You can also use your MPM to figure out what it would take to be earning double or more at halftime. If I want to be at 200% in income at half life i have to produce 440 images per month (MPM*2).
Related reading: Basic Stock Photography Terminology
Hi Yuri,
very interested article, but I must confess that I’m get significant increse in number of views on my web after putting comment on previous article. This is one kind of branding myselft in stock industry. It is long term game but to arrive in “China”, you need to do two things. Take right aim and make first step….hahah
Once again, relly interesting and useful articles on your site. Thank you for sharing informations. When will be first articles in ideo sections…
Regards,
.shock
p.s. sorry for my bad englis… 😉
Slightly off subject there but ok. 🙂 What’s your RPI?
Yuri, this is a great article… I specifically enjoyed the Skewed Ranking section and impressed with your calculation for the MPM. I will be using it fanatically in the next few months, and I’m curios to see the results. Thank you for sharing this information.
Interesting post, using Tom Grill and all. Tom is on record as stating that he tries to budget $100 per shot on file and availalbe for use. Considering what a mess Stock is in these days with ever declining outlets and lower and lower prices, I’m at a loss to see how anyone can afford a $100 per shot expense.
I’m no Tom Grill, or Yuri Arcurs but I’ve been shooting Stock for over 20 years and it’s harder than ever to make a living. It doesn’t matter whether you make a thousand or a million dollars a year, because it’s relative to how much work you have out there (usually). What really matters to me is not my income per month, but what is my average expense and return per shot. In order to keep ahead of low budget shooters at MS sites, i invest far more in productions than I used to – no more “taking” photographs, I “make” them instead so they are unique to me. Getting very hard to justify these kind of expenses, because the return is getting less.
On another note, what happened to your keywording system that you were going to make avaialble for sale? Thanks.
Small remark. I was trying to apply your formula to myself and I figured out that you should make it clear with brackets. Is it (N/HT)*0,61 or N/(HT*0,61). From your example I guess it’s first one. If you apply algebra rules it means that multiplication should take precedence over division.

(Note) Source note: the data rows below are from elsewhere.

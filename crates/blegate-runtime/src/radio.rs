//! Exclusive ownership of the single radio
//!
//! The state machine's topology already keeps listening and sending apart. The guard
//! makes the invariant explicit: a connect may only start while holding the one
//! [`RadioLease`], and the lease is released when the session is dropped.

use std::sync::Arc;

use blegate_core::{ConnectError, PeripheralAddress, PeripheralRole};
use parking_lot::Mutex;
use tracing::trace;

/// Who currently owns the radio
#[derive(Debug, Clone, Copy, PartialEq, Eq)]
pub struct RadioHolder {
    pub address: PeripheralAddress,
    pub role: PeripheralRole,
}

/// Mutex over the currently connected address
#[derive(Debug, Clone, Default)]
pub struct RadioGuard {
    holder: Arc<Mutex<Option<RadioHolder>>>,
}

impl RadioGuard {
    pub fn new() -> Self {
        Self::default()
    }

    /// Take the radio for `address`, failing if anyone else holds it
    pub fn claim(
        &self,
        address: PeripheralAddress,
        role: PeripheralRole,
    ) -> Result<RadioLease, ConnectError> {
        let mut holder = self.holder.lock();
        if let Some(current) = *holder {
            return Err(ConnectError::RadioBusy {
                holder: format!("{} {}", current.role, current.address),
            });
        }

        let claimed = RadioHolder { address, role };
        *holder = Some(claimed);
        trace!("Radio claimed by {} {}", role, address);
        Ok(RadioLease {
            holder: self.holder.clone(),
            claimed,
        })
    }

    /// Current owner, if any
    pub fn holder(&self) -> Option<RadioHolder> {
        *self.holder.lock()
    }

    pub fn is_free(&self) -> bool {
        self.holder.lock().is_none()
    }
}

/// Proof of radio ownership, released on drop
#[derive(Debug)]
pub struct RadioLease {
    holder: Arc<Mutex<Option<RadioHolder>>>,
    claimed: RadioHolder,
}

impl RadioLease {
    pub fn holder(&self) -> RadioHolder {
        self.claimed
    }
}

impl Drop for RadioLease {
    fn drop(&mut self) {
        let mut holder = self.holder.lock();
        if *holder == Some(self.claimed) {
            *holder = None;
            trace!(
                "Radio released by {} {}",
                self.claimed.role,
                self.claimed.address
            );
        }
    }
}
//! blegate configuration loading
//!
//! Configuration is layered with figment, lowest priority first:
//! - built-in defaults
//! - `blegate.toml` in the working directory, or the file given with `--config`
//! - environment variables prefixed `BLEGATE_`, nested with `__`
//!   (e.g. `BLEGATE_GATEWAY__LISTENER=50:F1:4A:4D:DC:E9`)

use std::path::{Path, PathBuf};

use blegate_ble::BleLinkConfig;
use blegate_core::{ConfigError, GatewayConfig, PeripheralAddress, RouteConfig};
use figment::providers::{Env, Format, Serialized, Toml};
use figment::Figment;
use serde::{Deserialize, Serialize};

/// Default configuration file looked up in the working directory
pub const DEFAULT_CONFIG_FILE: &str = "blegate.toml";

// ----------------------------------------------------------------------------
// Application Configuration
// ----------------------------------------------------------------------------

/// Complete configuration for the blegate binary
#[derive(Debug, Clone, Default, PartialEq, Eq, Serialize, Deserialize)]
#[serde(default)]
pub struct AppConfig {
    /// Arbitration, routing and timing
    pub gateway: GatewayConfig,
    /// Adapter selection and write type
    pub ble: BleLinkConfig,
    /// Audit trail
    pub log: LogConfig,
}

/// Event log settings
#[derive(Debug, Clone, Default, PartialEq, Eq, Serialize, Deserialize)]
#[serde(default)]
pub struct LogConfig {
    /// Append-only event log; disabled when unset
    pub event_log: Option<PathBuf>,
}

// ----------------------------------------------------------------------------
// Configuration Loading Logic
// ----------------------------------------------------------------------------

impl AppConfig {
    /// Load with the standard priority order and validate
    pub fn load(path: Option<&Path>) -> Result<Self, ConfigError> {
        let file = path.unwrap_or_else(|| Path::new(DEFAULT_CONFIG_FILE));
        if path.is_some() && !file.exists() {
            return Err(ConfigError::Loading(format!(
                "{} does not exist",
                file.display()
            )));
        }

        let figment = Figment::new()
            .merge(Serialized::defaults(Self::default()))
            .merge(Toml::file(file))
            .merge(Env::prefixed("BLEGATE_").split("__"));

        Self::from_figment(figment)
    }

    /// Extract and validate from an already layered figment
    pub fn from_figment(figment: Figment) -> Result<Self, ConfigError> {
        let config: AppConfig = figment
            .extract()
            .map_err(|e| ConfigError::Loading(e.to_string()))?;
        config.validate()?;
        Ok(config)
    }

    pub fn validate(&self) -> Result<(), ConfigError> {
        self.gateway.validate()?;
        if self.ble.scan_timeout_ms == 0 {
            return Err(ConfigError::InvalidValue {
                field: "ble.scan_timeout_ms",
                reason: "must be greater than zero".to_string(),
            });
        }
        Ok(())
    }

    /// A complete configuration for the two-module bench setup
    pub fn example() -> Self {
        let listener = PeripheralAddress::new([0x50, 0xF1, 0x4A, 0x4D, 0xDC, 0xE9]);
        let target = PeripheralAddress::new([0x5C, 0xF8, 0x21, 0x9E, 0x55, 0x84]);

        Self {
            gateway: GatewayConfig::new()
                .with_listener(listener)
                .with_route(RouteConfig::new("on", target, "|ON@"))
                .with_route(RouteConfig::new("off", target, "|OFF@")),
            ble: BleLinkConfig::default(),
            log: LogConfig {
                event_log: Some(PathBuf::from("log.txt")),
            },
        }
    }
}

#[cfg(test)]
mod tests {
    use super::*;

    fn layered(toml: &str) -> Figment {
        Figment::new()
            .merge(Serialized::defaults(AppConfig::default()))
            .merge(Toml::string(toml))
    }

    #[test]
    fn test_example_is_valid() {
        assert!(AppConfig::example().validate().is_ok());
    }

    #[test]
    fn test_defaults_require_listener() {
        assert_eq!(
            AppConfig::default().validate(),
            Err(ConfigError::Missing("listener"))
        );
    }

    #[test]
    fn test_file_layer_overrides_defaults() {
        let config = AppConfig::from_figment(layered(
            r#"
            [gateway]
            listener = "50:F1:4A:4D:DC:E9"
            queue_capacity = 8

            [gateway.retry]
            sender_extra_attempts = 2

            [[gateway.routes]]
            category = "on"
            target = "5C:F8:21:9E:55:84"
            payload = "|ON@"

            [ble]
            adapter_index = 1
            "#,
        ))
        .unwrap();

        assert_eq!(config.gateway.queue_capacity, Some(8));
        assert_eq!(config.gateway.retry.sender_extra_attempts, 2);
        assert_eq!(config.gateway.retry.listener_delay_ms, 1_000);
        assert_eq!(config.gateway.routes.len(), 1);
        assert_eq!(config.ble.adapter_index, 1);
        assert_eq!(config.log.event_log, None);
    }

    #[test]
    fn test_unknown_route_category_rejected() {
        let result = AppConfig::from_figment(layered(
            r#"
            [gateway]
            listener = "50:F1:4A:4D:DC:E9"

            [[gateway.routes]]
            category = "toggle"
            target = "5C:F8:21:9E:55:84"
            payload = "|T@"
            "#,
        ));
        assert_eq!(result, Err(ConfigError::UnknownCategory("toggle".to_string())));
    }

    #[test]
    fn test_bad_address_is_a_loading_error() {
        let result = AppConfig::from_figment(layered(
            r#"
            [gateway]
            listener = "not-a-mac"
            "#,
        ));
        assert!(matches!(result, Err(ConfigError::Loading(_))));
    }

    #[test]
    fn test_example_renders_as_toml() {
        let rendered = toml::to_string_pretty(&AppConfig::example()).unwrap();
        assert!(rendered.contains("[gateway]"));
        assert!(rendered.contains("listener = \"50:F1:4A:4D:DC:E9\""));
        assert!(rendered.contains("[[gateway.routes]]"));

        let parsed = AppConfig::from_figment(layered(&rendered)).unwrap();
        assert_eq!(parsed, AppConfig::example());
    }

    #[test]
    fn test_missing_explicit_file_is_an_error() {
        let result = AppConfig::load(Some(Path::new("/nonexistent/blegate.toml")));
        assert!(matches!(result, Err(ConfigError::Loading(_))));
    }
}
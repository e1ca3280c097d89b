//! Gateway configuration
//!
//! Everything wiring-specific lives here: which peripheral is listened to, which
//! characteristic carries the UART stream, how notifications are classified and
//! where each category is forwarded. Nothing in the state machine hard-codes these.

use std::time::Duration;

use serde::{Deserialize, Serialize};
use uuid::Uuid;

use crate::errors::ConfigError;
use crate::types::PeripheralAddress;

/// UART-over-BLE characteristic exposed by HM-10 style modules
pub const DEFAULT_CHARACTERISTIC_UUID: Uuid =
    Uuid::from_u128(0x0000FFE1_0000_1000_8000_00805F9B34FB);

/// Upper bound for extra sender attempts
pub const MAX_SENDER_EXTRA_ATTEMPTS: u32 = 2;

// ----------------------------------------------------------------------------
// Configuration
// ----------------------------------------------------------------------------

/// Complete configuration for the arbitration core
#[derive(Debug, Clone, PartialEq, Eq, Serialize, Deserialize)]
#[serde(default)]
pub struct GatewayConfig {
    /// Peripheral whose notifications are listened to (required)
    pub listener: Option<PeripheralAddress>,
    /// GATT characteristic used for both notify and write
    pub characteristic: Uuid,
    /// Recognized command tokens, checked in order
    pub commands: Vec<CommandToken>,
    /// Category to target mapping
    pub routes: Vec<RouteConfig>,
    /// Delays and timeouts
    pub timing: TimingConfig,
    /// Retry counts and delays
    pub retry: RetryConfig,
    /// Maximum queued send requests, unbounded when unset
    pub queue_capacity: Option<usize>,
    /// Capacity of the link to decoder notification channel
    pub notification_buffer: usize,
    /// How payloads are pushed to the characteristic
    pub write_mode: WriteMode,
}

/// A token that classifies a decoded frame into a category
#[derive(Debug, Clone, PartialEq, Eq, Serialize, Deserialize)]
pub struct CommandToken {
    pub category: String,
    pub token: String,
    #[serde(default)]
    pub match_mode: MatchMode,
}

/// How a token is compared against a decoded frame
#[derive(Debug, Clone, Copy, Default, PartialEq, Eq, Serialize, Deserialize)]
#[serde(rename_all = "snake_case")]
pub enum MatchMode {
    /// Whole trimmed frame must equal the token
    Exact,
    /// Token may appear anywhere in the frame
    #[default]
    Contains,
}

/// Where a classified message is forwarded
#[derive(Debug, Clone, PartialEq, Eq, Serialize, Deserialize)]
pub struct RouteConfig {
    pub category: String,
    pub target: PeripheralAddress,
    pub payload: String,
}

/// Delays and timeouts, all in milliseconds
#[derive(Debug, Clone, PartialEq, Eq, Serialize, Deserialize)]
#[serde(default)]
pub struct TimingConfig {
    /// Bound on a single connect (including characteristic discovery)
    pub connect_timeout_ms: u64,
    /// Bound on a single payload write
    pub write_timeout_ms: u64,
    /// Time given to the listener to flush after disconnect
    pub suspend_grace_ms: u64,
    /// Pause between connect and write, and between write and disconnect
    pub inter_op_delay_ms: u64,
    /// Quiet period after a send before re-listening
    pub settle_delay_ms: u64,
}

/// Retry behavior for both roles
#[derive(Debug, Clone, PartialEq, Eq, Serialize, Deserialize)]
#[serde(default)]
pub struct RetryConfig {
    /// Fixed delay between listener connect attempts
    pub listener_delay_ms: u64,
    /// Extra attempts after a failed send
    pub sender_extra_attempts: u32,
    /// Delay between send attempts
    pub sender_delay_ms: u64,
}

/// Write strategy for target modules with small serial buffers
#[derive(Debug, Clone, Copy, Default, PartialEq, Eq, Serialize, Deserialize)]
#[serde(tag = "kind", rename_all = "snake_case")]
pub enum WriteMode {
    /// Whole payload in one characteristic write
    #[default]
    Atomic,
    /// One write per byte with a pause in between
    PerCharacter { delay_ms: u64 },
}

// ----------------------------------------------------------------------------
// Default Implementations
// ----------------------------------------------------------------------------

impl Default for GatewayConfig {
    fn default() -> Self {
        Self {
            listener: None,
            characteristic: DEFAULT_CHARACTERISTIC_UUID,
            commands: vec![
                CommandToken::contains("on", "TEST1@"),
                CommandToken::contains("off", "TEST2@"),
            ],
            routes: Vec::new(),
            timing: TimingConfig::default(),
            retry: RetryConfig::default(),
            queue_capacity: None,
            notification_buffer: 64,
            write_mode: WriteMode::Atomic,
        }
    }
}

impl Default for TimingConfig {
    fn default() -> Self {
        Self {
            connect_timeout_ms: 8_000,
            write_timeout_ms: 5_000,
            suspend_grace_ms: 300,
            inter_op_delay_ms: 50,
            settle_delay_ms: 500,
        }
    }
}

impl Default for RetryConfig {
    fn default() -> Self {
        Self {
            listener_delay_ms: 1_000,
            sender_extra_attempts: 1,
            sender_delay_ms: 250,
        }
    }
}

impl CommandToken {
    /// Token matched anywhere in the frame
    pub fn contains(category: &str, token: &str) -> Self {
        Self {
            category: category.to_string(),
            token: token.to_string(),
            match_mode: MatchMode::Contains,
        }
    }

    /// Token matched against the whole frame
    pub fn exact(category: &str, token: &str) -> Self {
        Self {
            category: category.to_string(),
            token: token.to_string(),
            match_mode: MatchMode::Exact,
        }
    }

    /// Check a decoded frame against this token
    pub fn matches(&self, text: &str) -> bool {
        match self.match_mode {
            MatchMode::Exact => text == self.token,
            MatchMode::Contains => text.contains(&self.token),
        }
    }
}

impl RouteConfig {
    pub fn new(category: &str, target: PeripheralAddress, payload: &str) -> Self {
        Self {
            category: category.to_string(),
            target,
            payload: payload.to_string(),
        }
    }
}

impl TimingConfig {
    pub fn connect_timeout(&self) -> Duration {
        Duration::from_millis(self.connect_timeout_ms)
    }

    pub fn write_timeout(&self) -> Duration {
        Duration::from_millis(self.write_timeout_ms)
    }

    pub fn suspend_grace(&self) -> Duration {
        Duration::from_millis(self.suspend_grace_ms)
    }

    pub fn inter_op_delay(&self) -> Duration {
        Duration::from_millis(self.inter_op_delay_ms)
    }

    pub fn settle_delay(&self) -> Duration {
        Duration::from_millis(self.settle_delay_ms)
    }
}

// ----------------------------------------------------------------------------
// Builder Setters and Validation
// ----------------------------------------------------------------------------

impl GatewayConfig {
    /// Create a configuration with default settings
    pub fn new() -> Self {
        Self::default()
    }

    /// Set the listener peripheral
    pub fn with_listener(mut self, address: PeripheralAddress) -> Self {
        self.listener = Some(address);
        self
    }

    /// Set the shared characteristic
    pub fn with_characteristic(mut self, characteristic: Uuid) -> Self {
        self.characteristic = characteristic;
        self
    }

    /// Replace the recognized command tokens
    pub fn with_commands(mut self, commands: Vec<CommandToken>) -> Self {
        self.commands = commands;
        self
    }

    /// Add a route for a category
    pub fn with_route(mut self, route: RouteConfig) -> Self {
        self.routes.push(route);
        self
    }

    /// Set timing parameters
    pub fn with_timing(mut self, timing: TimingConfig) -> Self {
        self.timing = timing;
        self
    }

    /// Set retry parameters
    pub fn with_retry(mut self, retry: RetryConfig) -> Self {
        self.retry = retry;
        self
    }

    /// Bound the send queue
    pub fn with_queue_capacity(mut self, capacity: usize) -> Self {
        self.queue_capacity = Some(capacity);
        self
    }

    /// Set the payload write strategy
    pub fn with_write_mode(mut self, mode: WriteMode) -> Self {
        self.write_mode = mode;
        self
    }

    /// Listener address, failing if it was never configured
    pub fn listener_address(&self) -> Result<PeripheralAddress, ConfigError> {
        self.listener.ok_or(ConfigError::Missing("listener"))
    }

    /// Check the configuration before the gateway starts
    pub fn validate(&self) -> Result<(), ConfigError> {
        self.listener_address()?;

        if self.characteristic.is_nil() {
            return Err(ConfigError::Missing("characteristic"));
        }

        for command in &self.commands {
            if command.token.is_empty() {
                return Err(ConfigError::InvalidValue {
                    field: "commands.token",
                    reason: format!("empty token for category '{}'", command.category),
                });
            }
        }

        for route in &self.routes {
            if !self.commands.iter().any(|c| c.category == route.category) {
                return Err(ConfigError::UnknownCategory(route.category.clone()));
            }
            if route.payload.is_empty() {
                return Err(ConfigError::InvalidValue {
                    field: "routes.payload",
                    reason: format!("empty payload for category '{}'", route.category),
                });
            }
        }

        if self.retry.sender_extra_attempts > MAX_SENDER_EXTRA_ATTEMPTS {
            return Err(ConfigError::InvalidValue {
                field: "retry.sender_extra_attempts",
                reason: format!(
                    "{} exceeds maximum of {}",
                    self.retry.sender_extra_attempts, MAX_SENDER_EXTRA_ATTEMPTS
                ),
            });
        }

        if self.timing.connect_timeout_ms == 0 || self.timing.write_timeout_ms == 0 {
            return Err(ConfigError::InvalidValue {
                field: "timing",
                reason: "timeouts must be non-zero".to_string(),
            });
        }

        if self.queue_capacity == Some(0) {
            return Err(ConfigError::InvalidValue {
                field: "queue_capacity",
                reason: "capacity must be at least 1".to_string(),
            });
        }

        if self.notification_buffer == 0 {
            return Err(ConfigError::InvalidValue {
                field: "notification_buffer",
                reason: "buffer must be at least 1".to_string(),
            });
        }

        Ok(())
    }
}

My RPI… around 7200 images on FL and monthy income between $1000-1500, so let’s say it is $1250. So, my RPI is 7200/1250=5.76
Another variable in this calculation is quality of images, but this is hard to insert in formula .
My first 60% of FL portfolio is maked with amateur 3,5 and 9mp cameras and I’m 95% exclusive on FL.
One more thing to doscuss is “market share”, number of images on agency, number of photographers and number of images in your portfolio.
Very informative, yuri, and coming from you, I’ll just trust the information to be accurate 😉
Now, I’ll apply your figures to my retirement in 20 years or so, and see if I will be able to afford that Porsche or not ;))
Jorgen
Mariusz Jurgielewics. I think you are right. I will add them right away. New version:
(N/HT)*0,61
Great Article, but as I amnew and trying to find the right sites and where I fit in, for me it is not much use at the moment.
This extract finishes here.